Simonsig certainly hasn’t blundered, but he’s been under no pressure yet. His schooling might have ironed out these flaws and he could fly round like Sprinter Sacre. But for all the stable’s praise about his schooling, I noted they’d called Yogi Breisner in 12 days ago for Simonsig’s schooling session. For those unfamiliar with Breisner, he’s the go-to man for horses with jumping problems, he’s the Monty Roberts of trying to make them pick their feet up. If his jumping was flawless, why was Yogi called in?( No jokes about making too many Boo-Boos).
As you’ll see from the pics, he seems to hurdle his fences at times. There’s nothing wrong with that so long as you can quickly get your back end high enough to skim the fence top on the way down. But, as Long Run has shown a number of times, not getting your rear up quickly enough can cost plenty momentum.

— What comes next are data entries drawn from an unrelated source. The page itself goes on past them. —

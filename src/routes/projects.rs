//! Project and page routes.

use axum::extract::{Path, State};
use axum::http::StatusCode;
use axum::response::Json;
use uuid::Uuid;

use crate::model::{NewPage, NewProject, Page, PagePatch, Project, ProjectPatch};
use crate::routes::auth::AuthUser;
use crate::routes::error::ApiError;
use crate::services::project;
use crate::state::AppState;

// =============================================================================
// PROJECTS
// =============================================================================

/// `GET /api/projects` — projects owned by the caller.
pub async fn list_projects(State(state): State<AppState>, auth: AuthUser) -> Result<Json<Vec<Project>>, ApiError> {
    let projects = project::list_projects(&state.pool, auth.user.id).await?;
    Ok(Json(projects))
}

/// `POST /api/projects`
pub async fn create_project(
    State(state): State<AppState>,
    auth: AuthUser,
    Json(body): Json<NewProject>,
) -> Result<(StatusCode, Json<Project>), ApiError> {
    let created = project::create_project(&state.pool, auth.user.id, &body).await?;
    Ok((StatusCode::CREATED, Json(created)))
}

/// `GET /api/projects/{id}`
pub async fn get_project(
    State(state): State<AppState>,
    auth: AuthUser,
    Path(project_id): Path<Uuid>,
) -> Result<Json<Project>, ApiError> {
    Ok(Json(project::get_project(&state.pool, project_id, auth.user.id).await?))
}

/// `PATCH /api/projects/{id}`
pub async fn update_project(
    State(state): State<AppState>,
    auth: AuthUser,
    Path(project_id): Path<Uuid>,
    Json(patch): Json<ProjectPatch>,
) -> Result<Json<Project>, ApiError> {
    Ok(Json(project::update_project(&state.pool, project_id, auth.user.id, &patch).await?))
}

/// `DELETE /api/projects/{id}` — removes pages and instances with it.
pub async fn delete_project(
    State(state): State<AppState>,
    auth: AuthUser,
    Path(project_id): Path<Uuid>,
) -> Result<StatusCode, ApiError> {
    project::delete_project(&state.pool, project_id, auth.user.id).await?;
    Ok(StatusCode::NO_CONTENT)
}

// =============================================================================
// PAGES
// =============================================================================

/// `GET /api/projects/{id}/pages`
pub async fn list_pages(
    State(state): State<AppState>,
    auth: AuthUser,
    Path(project_id): Path<Uuid>,
) -> Result<Json<Vec<Page>>, ApiError> {
    Ok(Json(project::list_pages(&state.pool, project_id, auth.user.id).await?))
}

/// `POST /api/projects/{id}/pages` — path defaults to a slug of the title.
pub async fn create_page(
    State(state): State<AppState>,
    auth: AuthUser,
    Path(project_id): Path<Uuid>,
    Json(body): Json<NewPage>,
) -> Result<(StatusCode, Json<Page>), ApiError> {
    let page = project::create_page(&state.pool, project_id, auth.user.id, &body).await?;
    Ok((StatusCode::CREATED, Json(page)))
}

/// `GET /api/pages/{id}`
pub async fn get_page(
    State(state): State<AppState>,
    auth: AuthUser,
    Path(page_id): Path<Uuid>,
) -> Result<Json<Page>, ApiError> {
    Ok(Json(project::get_page(&state.pool, page_id, auth.user.id).await?))
}

/// `PATCH /api/pages/{id}`
pub async fn update_page(
    State(state): State<AppState>,
    auth: AuthUser,
    Path(page_id): Path<Uuid>,
    Json(patch): Json<PagePatch>,
) -> Result<Json<Page>, ApiError> {
    Ok(Json(project::update_page(&state.pool, page_id, auth.user.id, &patch).await?))
}

/// `DELETE /api/pages/{id}`
pub async fn delete_page(
    State(state): State<AppState>,
    auth: AuthUser,
    Path(page_id): Path<Uuid>,
) -> Result<StatusCode, ApiError> {
    project::delete_page(&state.pool, page_id, auth.user.id).await?;
    Ok(StatusCode::NO_CONTENT)
}
//! Page preview rendering.
//!
//! Loads a page's instances and the components they reference, builds the
//! render tree, and fills each component template. The result is a complete
//! HTML document for preview, not a published site.

use tracing::debug;
use uuid::Uuid;

use crate::builder::canvas::{build_tree, escape_html, render_html};
use crate::error::ErrorCode;
use crate::model::Page;
use crate::services::component::{self, ComponentError};
use crate::services::instance::{self, InstanceError};
use crate::services::project::{self, Permission, ProjectError};

#[derive(Debug, thiserror::Error)]
pub enum RenderError {
    #[error(transparent)]
    Project(#[from] ProjectError),
    #[error(transparent)]
    Instance(#[from] InstanceError),
    #[error(transparent)]
    Component(#[from] ComponentError),
}

impl ErrorCode for RenderError {
    fn error_code(&self) -> &'static str {
        match self {
            Self::Project(err) => err.error_code(),
            Self::Instance(err) => err.error_code(),
            Self::Component(err) => err.error_code(),
        }
    }

    fn retryable(&self) -> bool {
        match self {
            Self::Project(err) => err.retryable(),
            Self::Instance(err) => err.retryable(),
            Self::Component(err) => err.retryable(),
        }
    }
}

/// Wrap rendered body HTML in a minimal document titled after the page.
#[must_use]
pub fn page_document(page: &Page, body: &str) -> String {
    format!(
        "<!DOCTYPE html>\n<html>\n<head>\n<meta charset=\"utf-8\">\n<title>{}</title>\n</head>\n<body data-page-path=\"{}\">\n{body}\n</body>\n</html>\n",
        escape_html(&page.title),
        escape_html(&page.path),
    )
}

/// Render the page body HTML.
///
/// # Errors
///
/// Page permission or database errors.
pub async fn render_page_body(pool: &sqlx::PgPool, page_id: Uuid, user_id: Uuid) -> Result<(Page, String), RenderError> {
    let page = project::ensure_page_permission(pool, page_id, user_id, Permission::View).await?;
    let instances = instance::load_page_instances(pool, page_id).await?;

    let mut component_ids = instances.iter().map(|i| i.component_id).collect::<Vec<_>>();
    component_ids.sort_unstable();
    component_ids.dedup();
    let components = component::components_by_id(pool, &component_ids).await?;

    let tree = build_tree(&instances);
    debug!(%page_id, instances = instances.len(), components = components.len(), "rendering page");
    Ok((page, render_html(&tree, &components)))
}

/// Render the page as a full HTML document.
///
/// # Errors
///
/// Page permission or database errors.
pub async fn render_page(pool: &sqlx::PgPool, page_id: Uuid, user_id: Uuid) -> Result<String, RenderError> {
    let (page, body) = render_page_body(pool, page_id, user_id).await?;
    Ok(page_document(&page, &body))
}

#[cfg(test)]
#[path = "render_test.rs"]
mod tests;
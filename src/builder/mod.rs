//! Page-builder domain logic shared by the server and the builder client.
//!
//! ARCHITECTURE
//! ============
//! Nothing in here performs I/O. The client session feeds cached instances
//! through these functions to decide which request to send, and the server
//! reuses the ordering and rendering helpers inside its transactions.
//!
//! - `drag`   — typed drag payloads, drop classification, drag state machine
//! - `order`  — sibling ordering, array moves, dense reindexing
//! - `canvas` — root projection, render tree, HTML templates
//! - `form`   — property-panel form derivation from component schemas

pub mod canvas;
pub mod drag;
pub mod form;
pub mod order;
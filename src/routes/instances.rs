//! Component instance routes: placement, property edits, reordering, and the
//! rendered page preview.

use axum::extract::{Path, State};
use axum::http::StatusCode;
use axum::response::{Html, Json};
use uuid::Uuid;

use crate::model::{ComponentInstance, InstancePatch, NewInstance, ReorderRequest};
use crate::routes::auth::AuthUser;
use crate::routes::error::ApiError;
use crate::services::{instance, render};
use crate::state::AppState;

/// `GET /api/pages/{id}/instances` — ordered by parent, then `order_index`.
pub async fn list_instances(
    State(state): State<AppState>,
    auth: AuthUser,
    Path(page_id): Path<Uuid>,
) -> Result<Json<Vec<ComponentInstance>>, ApiError> {
    Ok(Json(instance::list_page_instances(&state.pool, page_id, auth.user.id).await?))
}

/// `POST /api/pages/{id}/instances`
pub async fn create_instance(
    State(state): State<AppState>,
    auth: AuthUser,
    Path(page_id): Path<Uuid>,
    Json(body): Json<NewInstance>,
) -> Result<(StatusCode, Json<ComponentInstance>), ApiError> {
    let created = instance::create_instance(&state.pool, page_id, auth.user.id, &body).await?;
    Ok((StatusCode::CREATED, Json(created)))
}

/// `PUT /api/pages/{id}/instances/order` — rewrite one sibling group.
pub async fn reorder_instances(
    State(state): State<AppState>,
    auth: AuthUser,
    Path(page_id): Path<Uuid>,
    Json(request): Json<ReorderRequest>,
) -> Result<Json<Vec<ComponentInstance>>, ApiError> {
    Ok(Json(instance::reorder_instances(&state.pool, page_id, auth.user.id, &request).await?))
}

/// `GET /api/pages/{id}/render`
pub async fn render_page(
    State(state): State<AppState>,
    auth: AuthUser,
    Path(page_id): Path<Uuid>,
) -> Result<Html<String>, ApiError> {
    Ok(Html(render::render_page(&state.pool, page_id, auth.user.id).await?))
}

/// `GET /api/instances/{id}`
pub async fn get_instance(
    State(state): State<AppState>,
    auth: AuthUser,
    Path(instance_id): Path<Uuid>,
) -> Result<Json<ComponentInstance>, ApiError> {
    Ok(Json(instance::get_instance(&state.pool, instance_id, auth.user.id).await?))
}

/// `PATCH /api/instances/{id}`
pub async fn update_instance(
    State(state): State<AppState>,
    auth: AuthUser,
    Path(instance_id): Path<Uuid>,
    Json(patch): Json<InstancePatch>,
) -> Result<Json<ComponentInstance>, ApiError> {
    Ok(Json(instance::update_instance(&state.pool, instance_id, auth.user.id, &patch).await?))
}

/// `DELETE /api/instances/{id}` — children go with it.
pub async fn delete_instance(
    State(state): State<AppState>,
    auth: AuthUser,
    Path(instance_id): Path<Uuid>,
) -> Result<StatusCode, ApiError> {
    instance::delete_instance(&state.pool, instance_id, auth.user.id).await?;
    Ok(StatusCode::NO_CONTENT)
}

I suppose that even if he’s less than foot-perfect tomorrow, he could still win. He has plenty class and for all Overturn’s front-running flashiness, he’s an all-or-nothing type who looked to me to be less confident at Doncaster than he’d been at Sandown. He fiddled a couple at Donny earning pundit tributes for ‘cleverness’, but if he hits one tomorrow it could be with an almighty clatter. I’m far from convinced Cheltenham’s undulations and tough fences will suit Overturn.
Arvika Ligeonnere lines up having fallen last time – never ideal as you don’t know if confidence has been affected. In his previous run he jumped to his right a few times, something that could lose him ground here.
So, I’ll be having a couple of small win singles and a reversed forecast on Tap Night and Baily Green. The latter, with 15 error-free steeplechases under his girth, is far and away the most experienced fencer in the field, although he too can jump to his right at times. He was third to Arvika L last time and, on jumping and experience alone, is worth a bet at 40s on Betfair.
A few bookies offer 33/1 Tap Night, a JP horse ridden my AP McCoy. He won cheekily at Ayr in the mud last time having disappointed at Musselburgh before that, and I’m always happy to forgive a horse one poor run, especially at this price.
I’m in no doubt that the chances of Baily Green and Tap Night depend on the front three in the market making errors, but, to small stakes, I’m happy to bet them rather than shovel on Simonsig and shut my eyes every time he comes to a fence.
Above everything, as ever, bugger the bets so long as all of them come home in one piece – in the Arkle and, of course, for the whole festival.
Good luck to you and to all horses and jockeys tomorrow.